Wednesday, January 10, 2018

Giltter and Gold

The book for today's post is different that what I've written about before.  First, it's a memoir, an autobiography.  Second, it tells of a world that few will believe actually existed.  The Glitter and the Gold is the story of a young American girl forced to marry against her will.  With this marriage, she became one of the most powerful, but most unhappy women in the United Kingdom.  Divorce and subsequent annulment would finally allow her to live the happy life of her dreams.  In three sentences, it might seem as if I've told you the whole plot of the book, and in a way, I have, but this memoir is so much more.  It's a glimpse inside a changing world.

When I started work on my master's thesis in late spring 2015, I had no idea what I was going to do.  While my degree was in American Studies, I didn't find anything about American history really interesting.  My adviser, Dr. Jim Walsh, looked at me and said, "Tory, what do you find interesting?"  His point was, of course, that I would never be able to write a decent paper on anything that I didn't have a stake in.  I wouldn't be able to keep myself entertained enough to finish the research, let alone write the thesis.  Now, spring 2015 happened to coincide with the airing of the fifth season of Downton Abbey, a show that I loved and still love.  I told Jim that I thought it was interesting that an American woman would marry into the English aristocracy.  He told me to look into it and tell him what I found.

What I found was greater than I could have imagined at the time.  This idea of American women marrying European aristocracy led to enormous political, social and economic change, although I centered my research on the British Isles.  The Glitter and the Gold is one of the early books that I read about this period.  The world that a young Consuelo Vanderbilt grew up in was so different from the world that she occupied at the time of writing this book.  She lived through five wars, by the time of her death, two husbands, and three flags.  For years she lived without the protection of a country's citizenship, and she was sold into marriage by her mother.  And yet, in her memoir, Madame Balsan--After her divorce from the English duke, Consuelo Vanderbilt married a French Airman--does not really lay blame on anyone.  It's hopeful and informative.  It doesn't ridicule the crazy life lead by the aristocracy, but it gives an inside look.

Mme Balsan wrote The Glitter and the Gold in 1953, when she was 76 years old.  She says that she doesn't remember much of her youth, and that "there are no journals to help me--there are but the meagre notes of engagements made; the press cuttings of recorded events."  Despite this, there are a surprising number of intimate details, things that I don't think I could remember about my own life and I'm only 25!  Her narrative starts with her reminiscing about a painting that was done when she was three, that memory chosen because she's watching her young granddaughter play.  Unlike her granddaughter, at three Consuelo Vanderbilt was posing for a portrait.  This tale, which takes up all of a few paragraphs, illustrates the difference between the world Vanderbilt grew up in and the world that she knows.

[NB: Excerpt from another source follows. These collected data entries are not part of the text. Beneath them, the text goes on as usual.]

//! Completion results and the chat-completions wire format.

use std::time::Duration;

use serde::{Deserialize, Serialize};

use super::catalog::find_model;
use super::error::ServiceError;
use crate::config::ConfigProfile;

/// Token accounting and timing for one completion.
#[derive(Debug, Clone, PartialEq, Serialize, Deserialize)]
#[serde(rename_all = "camelCase")]
pub struct Usage {
    /// Model the request was sent to.
    pub model: String,
    pub prompt_tokens: u64,
    pub completion_tokens: u64,
    pub total_tokens: u64,
    /// Wall-clock time around the remote call, rounded to hundredths.
    pub elapsed_seconds: f64,
}

impl Usage {
    pub fn new(model: &str, prompt_tokens: u64, completion_tokens: u64, elapsed: Duration) -> Self {
        Self {
            model: model.to_string(),
            prompt_tokens,
            completion_tokens,
            total_tokens: prompt_tokens + completion_tokens,
            elapsed_seconds: round_hundredths(elapsed.as_secs_f64()),
        }
    }

    /// Estimated USD cost from catalog list prices. `None` for models
    /// outside the catalog.
    pub fn estimated_cost(&self) -> Option<f64> {
        let info = find_model(&self.model)?;
        let input = self.prompt_tokens as f64 * info.input_price_per_1m / 1_000_000.0;
        let output = self.completion_tokens as f64 * info.output_price_per_1m / 1_000_000.0;
        Some(input + output)
    }
}

fn round_hundredths(value: f64) -> f64 {
    (value * 100.0).round() / 100.0
}

/// Generated text plus usage for one transform.
#[derive(Debug, Clone, PartialEq)]
pub struct Completion {
    pub text: String,
    pub usage: Usage,
}

#[derive(Debug, Serialize)]
pub(crate) struct ChatMessage<'a> {
    pub role: &'static str,
    pub content: &'a str,
}

/// Request body for `POST /chat/completions`.
///
/// Sampling parameters absent from the profile are omitted so the service
/// applies its own defaults.
#[derive(Debug, Serialize)]
pub(crate) struct ChatRequest<'a> {
    pub model: &'a str,
    pub messages: Vec<ChatMessage<'a>>,
    #[serde(skip_serializing_if = "Option::is_none")]
    pub temperature: Option<f64>,
    #[serde(skip_serializing_if = "Option::is_none")]
    pub top_p: Option<f64>,
}

impl<'a> ChatRequest<'a> {
    pub fn from_profile(content: &'a str, profile: &'a ConfigProfile) -> Self {
        Self {
            model: &profile.model,
            messages: vec![
                ChatMessage {
                    role: "system",
                    content: &profile.system_prompt,
                },
                ChatMessage {
                    role: "user",
                    content,
                },
            ],
            temperature: profile.temperature,
            top_p: profile.top_p,
        }
    }
}

#[derive(Debug, Deserialize)]
pub(crate) struct ChatResponse {
    #[serde(default)]
    pub choices: Vec<ChatChoice>,
    #[serde(default)]
    pub usage: Option<WireUsage>,
}

#[derive(Debug, Deserialize)]
pub(crate) struct ChatChoice {
    pub message: ChoiceMessage,
}

#[derive(Debug, Deserialize)]
pub(crate) struct ChoiceMessage {
    #[serde(default)]
    pub content: Option<String>,
}

#[derive(Debug, Default, Deserialize)]
pub(crate) struct WireUsage {
    #[serde(default)]
    pub prompt_tokens: u64,
    #[serde(default)]
    pub completion_tokens: u64,
    #[serde(default)]
    pub total_tokens: u64,
}

impl ChatResponse {
    pub fn into_completion(self, model: &str, elapsed: Duration) -> Result<Completion, ServiceError> {
        let choice = self.choices.into_iter().next().ok_or_else(|| {
            ServiceError::RequestFailed("response contained no choices".to_string())
        })?;
        let text = choice
            .message
            .content
            .ok_or_else(|| {
                ServiceError::RequestFailed("response contained no message content".to_string())
            })?
            .trim()
            .to_string();
        let wire = self.usage.unwrap_or_default();

        let mut usage = Usage::new(model, wire.prompt_tokens, wire.completion_tokens, elapsed);
        // Trust the service's total when it reports one.
        if wire.total_tokens > 0 {
            usage.total_tokens = wire.total_tokens;
        }

        Ok(Completion { text, usage })
    }
}
//! Helpers for sanitizing data before it enters tracing span attributes or
//! user-facing error messages.
//!
//! Traces are safe to share for debugging. These functions keep full source
//! paths and oversized remote payloads out of them.

use std::path::Path;

/// Maximum length of a remote error body kept in an error message.
pub const MAX_ERROR_BODY_LENGTH: usize = 200;

/// Returns only the filename component of a path (no directory).
///
/// Safe for span fields: reveals the file name without exposing the full path.
pub fn redact_path(path: &Path) -> String {
    path.file_name()
        .and_then(|n| n.to_str())
        .unwrap_or("<unknown>")
        .to_string()
}

/// Truncates a remote response body so error messages stay readable.
///
/// Cuts on a character boundary at or before [`MAX_ERROR_BODY_LENGTH`] bytes.
pub fn truncate_body(body: &str) -> String {
    let body = body.trim();
    if body.len() <= MAX_ERROR_BODY_LENGTH {
        return body.to_string();
    }
    let mut end = MAX_ERROR_BODY_LENGTH;
    while !body.is_char_boundary(end) {
        end -= 1;
    }
    format!("{}... (truncated)", &body[..end])
}
use serde::Serialize;

/// A model the settings store accepts, with its list pricing.
#[derive(Debug, Clone, Copy, PartialEq, Serialize)]
pub struct ModelInfo {
    pub id: &'static str,
    pub name: &'static str,
    /// USD per million prompt tokens.
    pub input_price_per_1m: f64,
    /// USD per million completion tokens.
    pub output_price_per_1m: f64,
    pub notes: &'static str,
}

/// Known models. The first entry is the default.
pub const MODEL_CATALOG: &[ModelInfo] = &[
    ModelInfo {
        id: "gpt-4.1",
        name: "GPT-4.1",
        input_price_per_1m: 2.0,
        output_price_per_1m: 8.0,
        notes: "Flagship model, best quality.",
    },
    ModelInfo {
        id: "gpt-4.1-mini",
        name: "GPT-4.1 Mini",
        input_price_per_1m: 0.6,
        output_price_per_1m: 2.4,
        notes: "Faster and cheaper, good for most tasks.",
    },
    ModelInfo {
        id: "gpt-4.1-nano",
        name: "GPT-4.1 Nano",
        input_price_per_1m: 0.2,
        output_price_per_1m: 0.8,
        notes: "Fastest, lowest cost.",
    },
];

pub fn default_model() -> &'static str {
    MODEL_CATALOG[0].id
}

pub fn find_model(id: &str) -> Option<&'static ModelInfo> {
    MODEL_CATALOG.iter().find(|m| m.id == id)
}

pub fn is_supported(id: &str) -> bool {
    find_model(id).is_some()
}

#[cfg(test)]
mod tests {
    use super::*;

    #[test]
    fn test_default_model_is_first_entry() {
        assert_eq!(default_model(), "gpt-4.1");
    }

    #[test]
    fn test_find_model() {
        let mini = find_model("gpt-4.1-mini").unwrap();
        assert_eq!(mini.name, "GPT-4.1 Mini");
        assert!(find_model("gpt-2").is_none());
    }

    #[test]
    fn test_catalog_ids_are_unique() {
        let mut ids: Vec<_> = MODEL_CATALOG.iter().map(|m| m.id).collect();
        ids.sort_unstable();
        ids.dedup();
        assert_eq!(ids.len(), MODEL_CATALOG.len());
    }
}
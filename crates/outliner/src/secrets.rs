//! API key resolution from multiple sources.
//!
//! Sources are tried in priority order:
//!
//! 1. **Direct value**, e.g. a `--api-key` flag
//! 2. **File reference**, e.g. a Docker secret at `/run/secrets/openai`
//! 3. **Environment variable**, `OPENAI_API_KEY` (a `.env` file in the working
//!    directory is loaded into the environment first, see [`load_dotenv`])

use secrecy::{ExposeSecret, SecretString};
use std::fs;

/// Environment variable holding the completion service API key.
pub const API_KEY_ENV_VAR: &str = "OPENAI_API_KEY";

/// Error type for secret resolution failures.
#[derive(Debug, thiserror::Error)]
pub enum SecretError {
    #[error("No secret source provided (need one of: direct value, file path, or env var name)")]
    NoSourceProvided,

    #[error("Failed to read secret from file '{path}': {source}")]
    FileReadError {
        path: String,
        #[source]
        source: std::io::Error,
    },

    #[error("Environment variable '{name}' not set")]
    EnvVarNotSet { name: String },

    #[error("Environment variable '{name}' contains invalid UTF-8")]
    EnvVarNotUnicode { name: String },

    #[error("Failed to set up completion client: {0}")]
    ClientSetup(String),
}

/// Result type for secret resolution.
pub type Result<T> = std::result::Result<T, SecretError>;

/// Resolves a secret from the first source that provides a non-empty value.
///
/// A named file that cannot be read is an error, not a fall-through: the
/// caller asked for that file explicitly.
pub fn resolve_secret(
    direct: Option<&str>,
    file_path: Option<&str>,
    env_var: Option<&str>,
) -> Result<SecretString> {
    if let Some(value) = direct {
        if !value.trim().is_empty() {
            return Ok(SecretString::from(value.trim().to_string()));
        }
    }

    if let Some(path) = file_path {
        if !path.is_empty() {
            let expanded = expand_home(path);
            return match fs::read_to_string(&expanded) {
                Ok(content) => Ok(SecretString::from(content.trim().to_string())),
                Err(e) => Err(SecretError::FileReadError {
                    path: expanded,
                    source: e,
                }),
            };
        }
    }

    if let Some(var_name) = env_var {
        if !var_name.is_empty() {
            return match std::env::var(var_name) {
                Ok(value) if !value.trim().is_empty() => Ok(SecretString::from(value.trim())),
                Ok(_) | Err(std::env::VarError::NotPresent) => Err(SecretError::EnvVarNotSet {
                    name: var_name.to_string(),
                }),
                Err(std::env::VarError::NotUnicode(_)) => Err(SecretError::EnvVarNotUnicode {
                    name: var_name.to_string(),
                }),
            };
        }
    }

    Err(SecretError::NoSourceProvided)
}

/// Resolves the completion API key, returning `None` when no source has one.
///
/// An empty key file also counts as missing.
pub fn resolve_api_key(
    direct: Option<&str>,
    file_path: Option<&str>,
) -> Result<Option<SecretString>> {
    match resolve_secret(direct, file_path, Some(API_KEY_ENV_VAR)) {
        Ok(secret) if secret.expose_secret().is_empty() => Ok(None),
        Ok(secret) => Ok(Some(secret)),
        Err(SecretError::NoSourceProvided) | Err(SecretError::EnvVarNotSet { .. }) => Ok(None),
        Err(e) => Err(e),
    }
}

/// Loads a `.env` file from the working directory, if one exists.
pub fn load_dotenv() {
    if let Ok(path) = dotenvy::dotenv() {
        tracing::debug!("Loaded environment from {}", path.display());
    }
}

/// Expands `~` to the user's home directory.
///
/// Only `~` and `~/path` are supported, not `~user/path`.
fn expand_home(path: &str) -> String {
    if path == "~" || path.starts_with("~/") {
        if let Some(home) = dirs::home_dir() {
            if path == "~" {
                return home.to_string_lossy().into_owned();
            }
            return path.replacen('~', &home.to_string_lossy(), 1);
        }
    }
    path.to_string()
}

One thing that really strikes me about this memoir is something that I mentioned before.  It's written without drama.  Of course, the events don't need any drama added to them, but Mme Balsan writes them as if they were simple events that happened.  It comes across as if she's writing nothing more important than what shirt she chose to wear for the day, or announcing that she's going on vacation.  She talks about visits with her cousin-by-marriage, Winston Churchill, when Churchill was still a boy.  There is no deference to the Lion Among Men that Churchill would become later.  Mme Balsan's story is laid out with beautiful simplicity.

I hope that this post makes at least a few of you read the story of this remarkable woman.  She was a major influence and helped to direct women's rights and status, with long reaching arms that are still visible today.  Beyond that, just the life that is lived by the upper class is fascinating and unbelievable.  The comparison of the aristocracy and the life she didn't choose as "glitter" with her life as the wife of a French airman as "gold" is also heartwarming.  It makes one smile.  True love will always win.

No comments:

Post a Comment

Prairie Wife

Fourth grade is a school year that is burned into my mind.  That September, when we had been in school for less than a month, was the attack...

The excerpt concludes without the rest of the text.